‘BlacKkKlansman’: The Movie About Racism America Needs to See
Green Book is a fine film with great performances by Mahershala Ali, Viggo Mortensen and Linda Cardellini. But a “feel-good” film about race, told from a white perspective, isn’t what America needs right now.
“Every time someone’s driving somebody, I lose!” It was a pointed observation made by Spike Lee backstage at last night’s Academy Awards. He was talking about the Best Picture winner, Green Book, which beat out his film BlacKkKlansman. It also referenced Driving Miss Daisy, a film about a black chauffeur who worked for an old white woman, which cleaned up at the 62nd Annual Academy Awards back in 1990. That was the year that Lee’s incendiary and groundbreaking Do The Right Thing received two nominations, winning neither.
(It is worth mentioning that BlacKkKlansman did win Best Adapted Screenplay.)
https://youtu.be/tTo3XYm33WU
There’s been a lot of op-eds written about the problematic issues around Green Book, including the fact that the family of Mahershala Ali’s character (concert pianist Dr. Donald Shirley) wasn’t consulted on the film. Unsurprisingly, his family has taken some issue with how Shirley was portrayed, with his brother calling the film a “symphony of lies.” The script was co-written by Nick Vallelonga, the son of Tony Vallelonga (who was played by Mortensen); he was telling the story from his father’s perspective. Still, the idea of three white guys (Nick Vallelonga, director Peter Farrelly and Brian Hayes Currie) writing a story that leans on the “white savior” trope rubs many the wrong way, and it’s easy to understand why. Vallelonga’s recently resurfaced anti-Muslim tweets and comments by Mortensen haven’t helped matters.
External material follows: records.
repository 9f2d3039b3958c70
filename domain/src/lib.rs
//! Domain layer for wellness-guide
//!
//! This crate contains the core business logic, entities, and value objects.
//! It has no dependencies on infrastructure or presentation concerns.
//!
//! # Core Concepts
//!
//! ## Health Assistant
//!
//! - **Conversation**: append-only message log seeded with a greeting, with
//!   at most one reply pending at a time
//! - **Classifier**: ordered keyword rules mapping a question to a [`Topic`]
//!   and its canned reply; the first matching rule wins
//!
//! ## Advisors
//!
//! - **Skincare**: questionnaire → fixed routine and recommendations
//! - **Style**: occasion and preferences → fixed outfit catalog

pub mod config;
pub mod conversation;
pub mod core;
pub mod health;
pub mod skincare;
pub mod style;

// Re-export commonly used types
pub use config::OutputFormat;
pub use conversation::{Conversation, Message, MessageCategory, MessageId, Sender, SessionState};
pub use core::{error::DomainError, question::Question};
pub use health::{APOLOGY, GREETING, QUICK_QUESTIONS, Topic, classify, respond};
pub use skincare::{AgeRange, Budget, SkinAnalysis, SkinConcern, SkinType, SkincareProfile};
pub use style::{BodyType, CulturalPreference, OutfitRequest, OutfitSuggestion, Weather};
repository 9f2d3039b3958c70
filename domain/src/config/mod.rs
//! Configuration value objects for the domain layer
//!
//! These are domain concepts related to configuration that are
//! used across multiple layers.

mod output_format;

pub use output_format::OutputFormat;
//! Canned replies chosen by keyword classification.

use async_trait::async_trait;
use tracing::debug;
use wellness_application::{GeneratedReply, ResponseError, ResponseGenerator};
use wellness_domain::classify;

/// Local responder: classifies the question and answers with the topic's
/// canned text. Never fails.
#[derive(Debug, Clone, Copy, Default)]
pub struct KeywordResponder;

#[async_trait]
impl ResponseGenerator for KeywordResponder {
    async fn respond(&self, text: &str) -> Result<GeneratedReply, ResponseError> {
        let topic = classify(text);
        debug!(topic = topic.as_str(), "Classified question");
        Ok(GeneratedReply::for_topic(topic))
    }
}
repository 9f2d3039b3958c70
//! Console output formatter

use crate::output::formatter::OutputFormatter;
use chrono::Local;
use colored::Colorize;
use wellness_domain::skincare::RoutineStep;
use wellness_domain::{Message, MessageCategory, OutfitSuggestion, QUICK_QUESTIONS, SkinAnalysis};

/// Formats transcripts and advisor results for terminal display
pub struct ConsoleFormatter;

impl ConsoleFormatter {
    /// Format one chat message with sender and local time
    pub fn format_message(message: &Message) -> String {
        let time = message.timestamp().with_timezone(&Local).format("%H:%M");

        let label = if message.is_user() {
            "You".bold().blue()
        } else if matches!(message.category(), Some(MessageCategory::Apology)) {
            "Assistant".bold().yellow()
        } else {
            "Assistant".bold().magenta()
        };

        format!(
            "{} {}\n{}\n",
            label,
            format!("[{}]", time).dimmed(),
            Self::indent(message.content(), "  ")
        )
    }

    /// Format a whole transcript, oldest first
    pub fn format_transcript(messages: &[Message]) -> String {
        messages
            .iter()
            .map(Self::format_message)
            .collect::<Vec<_>>()
            .join("\n")
    }

    /// Numbered list of the preset questions
    pub fn format_quick_questions() -> String {
        let mut output = format!("{}\n", "Quick questions:".cyan().bold());
        for (i, question) in QUICK_QUESTIONS.iter().enumerate() {
            output.push_str(&format!("  {} {}\n", format!("{}.", i + 1).dimmed(), question));
        }
        output
    }

    /// Format a skin analysis
    pub fn format_skin_analysis(analysis: &SkinAnalysis) -> String {
        let mut output = String::new();

        output.push_str(&Self::header("Your Personalized Skin Analysis"));
        output.push('\n');

        output.push_str(&format!(
            "{} {} ({})\n",
            "Skin type:".cyan().bold(),
            analysis.skin_type,
            analysis.skin_type.description().dimmed()
        ));
        if !analysis.concerns.is_empty() {
            let concerns = analysis
                .concerns
                .iter()
                .map(|c| c.label())
                .collect::<Vec<_>>()
                .join(", ");
            output.push_str(&format!("{} {}\n", "Concerns:".cyan().bold(), concerns));
        }

        output.push_str(&Self::section_header("Morning Routine"));
        output.push_str(&Self::format_steps(&analysis.routine.morning));

        output.push_str(&Self::section_header("Evening Routine"));
        output.push_str(&Self::format_steps(&analysis.routine.evening));

        let recommendations = &analysis.recommendations;
        output.push_str(&Self::section_header("Key Ingredients"));
        for ingredient in &recommendations.ingredients {
            output.push_str(&format!("  * {}\n", ingredient));
        }

        output.push_str(&Self::section_header("Product Suggestions"));
        for product in &recommendations.products {
            output.push_str(&format!(
                "  {} {} {}\n",
                format!("{}:", product.category).yellow().bold(),
                product.suggestion,
                format!("({})", product.budget).dimmed()
            ));
        }

        output.push_str(&Self::section_header("Lifestyle Tips"));
        for tip in &recommendations.lifestyle {
            output.push_str(&format!("  * {}\n", tip));
        }

        output.push_str(&Self::footer());
        output
    }

    /// Format outfit suggestions
    pub fn format_outfits(suggestions: &[OutfitSuggestion]) -> String {
        let mut output = String::new();

        output.push_str(&Self::header("Your Confidence-Boosting Outfits"));
        output.push('\n');

        for suggestion in suggestions {
            output.push_str(&format!(
                "\n{} {}\n",
                format!("── {} ──", suggestion.title).magenta().bold(),
                suggestion.category.dimmed()
            ));
            output.push_str(&Self::indent(&suggestion.description, "  "));
            output.push('\n');
            output.push_str(&format!(
                "  {} {}\n",
                "Colors:".cyan(),
                suggestion.colors.join(", ")
            ));
            output.push_str(&format!(
                "  {} {}\n",
                "Accessories:".cyan(),
                suggestion.accessories.join(", ")
            ));
            output.push_str(&format!("  {}\n", suggestion.confidence.green().italic()));
        }

        output.push_str(&Self::footer());
        output
    }

    fn format_steps(steps: &[RoutineStep]) -> String {
        steps
            .iter()
            .map(|s| {
                format!(
                    "  {} {} - {}\n     {}\n",
                    format!("{}.", s.step).bold(),
                    s.product.yellow(),
                    s.description,
                    s.reason.dimmed()
                )
            })
            .collect()
    }

    fn header(title: &str) -> String {
        let line = "=".repeat(60);
        format!("{}\n{:^60}\n{}", line.magenta(), title.bold(), line.magenta())
    }

    fn section_header(title: &str) -> String {
        format!("\n{}\n{}\n", title.cyan().bold(), "-".repeat(40))
    }

    fn footer() -> String {
        format!("\n{}\n", "=".repeat(60).magenta())
    }

    /// Indent a multi-line string
    pub fn indent(text: &str, prefix: &str) -> String {
        text.lines()
            .map(|line| format!("{}{}", prefix, line))
            .collect::<Vec<_>>()
            .join("\n")
    }
}

impl OutputFormatter for ConsoleFormatter {
    fn format_message(&self, message: &Message) -> String {
        Self::format_message(message)
    }

    fn format_skin_analysis(&self, analysis: &SkinAnalysis) -> String {
        Self::format_skin_analysis(analysis)
    }

    fn format_outfits(&self, suggestions: &[OutfitSuggestion]) -> String {
        Self::format_outfits(suggestions)
    }
}

#[cfg(test)]
mod tests {
    use super::*;
    use chrono::Utc;
    use wellness_domain::{
        Conversation, GREETING, OutfitRequest, SkinConcern, SkinType, SkincareProfile,
        style::suggest,
    };

    #[test]
    fn test_transcript_contains_every_message() {
        let mut conversation = Conversation::new(Utc::now());
        conversation
            .begin_exchange("Is my cycle normal?", Utc::now())
            .unwrap();

        let output = ConsoleFormatter::format_transcript(conversation.messages());
        assert!(output.contains("You"));
        assert!(output.contains("Is my cycle normal?"));
        assert!(output.contains(&GREETING[..40]));
    }

    #[test]
    fn test_quick_questions_numbered_from_one() {
        let output = ConsoleFormatter::format_quick_questions();
        assert!(output.contains(QUICK_QUESTIONS[0]));
        assert!(output.contains("6."));
        assert!(!output.contains("7."));
    }

    #[test]
    fn test_skin_analysis_lists_concerns_and_steps() {
        let profile = SkincareProfile::new(SkinType::Sensitive).with_concern(SkinConcern::Dullness);
        let output = ConsoleFormatter::format_skin_analysis(&SkinAnalysis::for_profile(&profile));
        assert!(output.contains("Sensitive"));
        assert!(output.contains("Dullness"));
        assert!(output.contains("Morning Routine"));
        assert!(output.contains("Gentle Cleanser"));
    }

    #[test]
    fn test_outfits_show_titles() {
        let output = ConsoleFormatter::format_outfits(&suggest(&OutfitRequest::new("gala")));
        assert!(output.contains("Elegant Blazer Ensemble"));
        assert!(output.contains("Flowing Midi Dress"));
    }

    #[test]
    fn test_indent() {
        assert_eq!(ConsoleFormatter::indent("a\nb", "> "), "> a\n> b");
    }
}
But even divorced from that context, the film seems to absolve America in a way that’s way too cut-and-dried. Green Book takes place fifty years ago: the cars are vintage; Little Richard, Chubby Checker and Aretha Franklin are on the radio; Bobby Rydell is a hot new artist. More pointedly, in the deep south, a clothing store won’t allow Dr. Shirley to try on a suit. A house where he’s booked to play a concert won’t allow him to use their bathroom. A restaurant where he’s booked won’t allow him to eat in the main dining room.
So, yes: many things have changed for the better in the subsequent decades. But Green Book makes no connection from that era to the present day. For someone who has never actually experienced prejudice, the film seems to give you license to walk out of the theater saying, “Racism: wow, that was terrible. Glad we’re beyond that!”
Of course, Spike Lee would never let us off that easily, and nor should he. Set in the 1970s, Lee’s BlacKkKlansman is based on the story of John Stallworth (played by John David Washington), an African-American police detective who, by sounding “white,” infiltrated the Ku Klux Klan via phone conversations. When it came time to meet them face to face, the department sent a white detective – who happened to be Jewish (Philip “Flip” Zimmerman, played by Adam Driver) – to infiltrate in person. It’s an amazing story. And like Green Book, it takes place so long ago that it seems like ancient history – except for the fact that David Duke, who was then the KKK’s Grand Wizard, is still a relevant force to white nationalists today. And if that wasn’t enough to connect the film to 2019, BlacKkKlansman ends with a horrifying segment to remind us just how much the 2010s have in common with the 1970s. It’s a lot less warm and fuzzy than what Green Book offers, and there’s no doubt that it’s a lot less comfortable to those who don’t want to recognize the persistent existence of racism.
But that persistent existence is a truth that America won’t be able to get past, until it stares it in the face. Thankfully, artists like Spike Lee shine a light on that truth (for a more modern day look at race in America, try Daveed Diggs and Rafael Casal’s excellent and underrated Blindspotting). The question is, how many people are willing to look at something that they’d clearly rather not see. Green Book shows that we have come remarkably far, but BlacKkKlansman reminds us that there’s still a long way to go.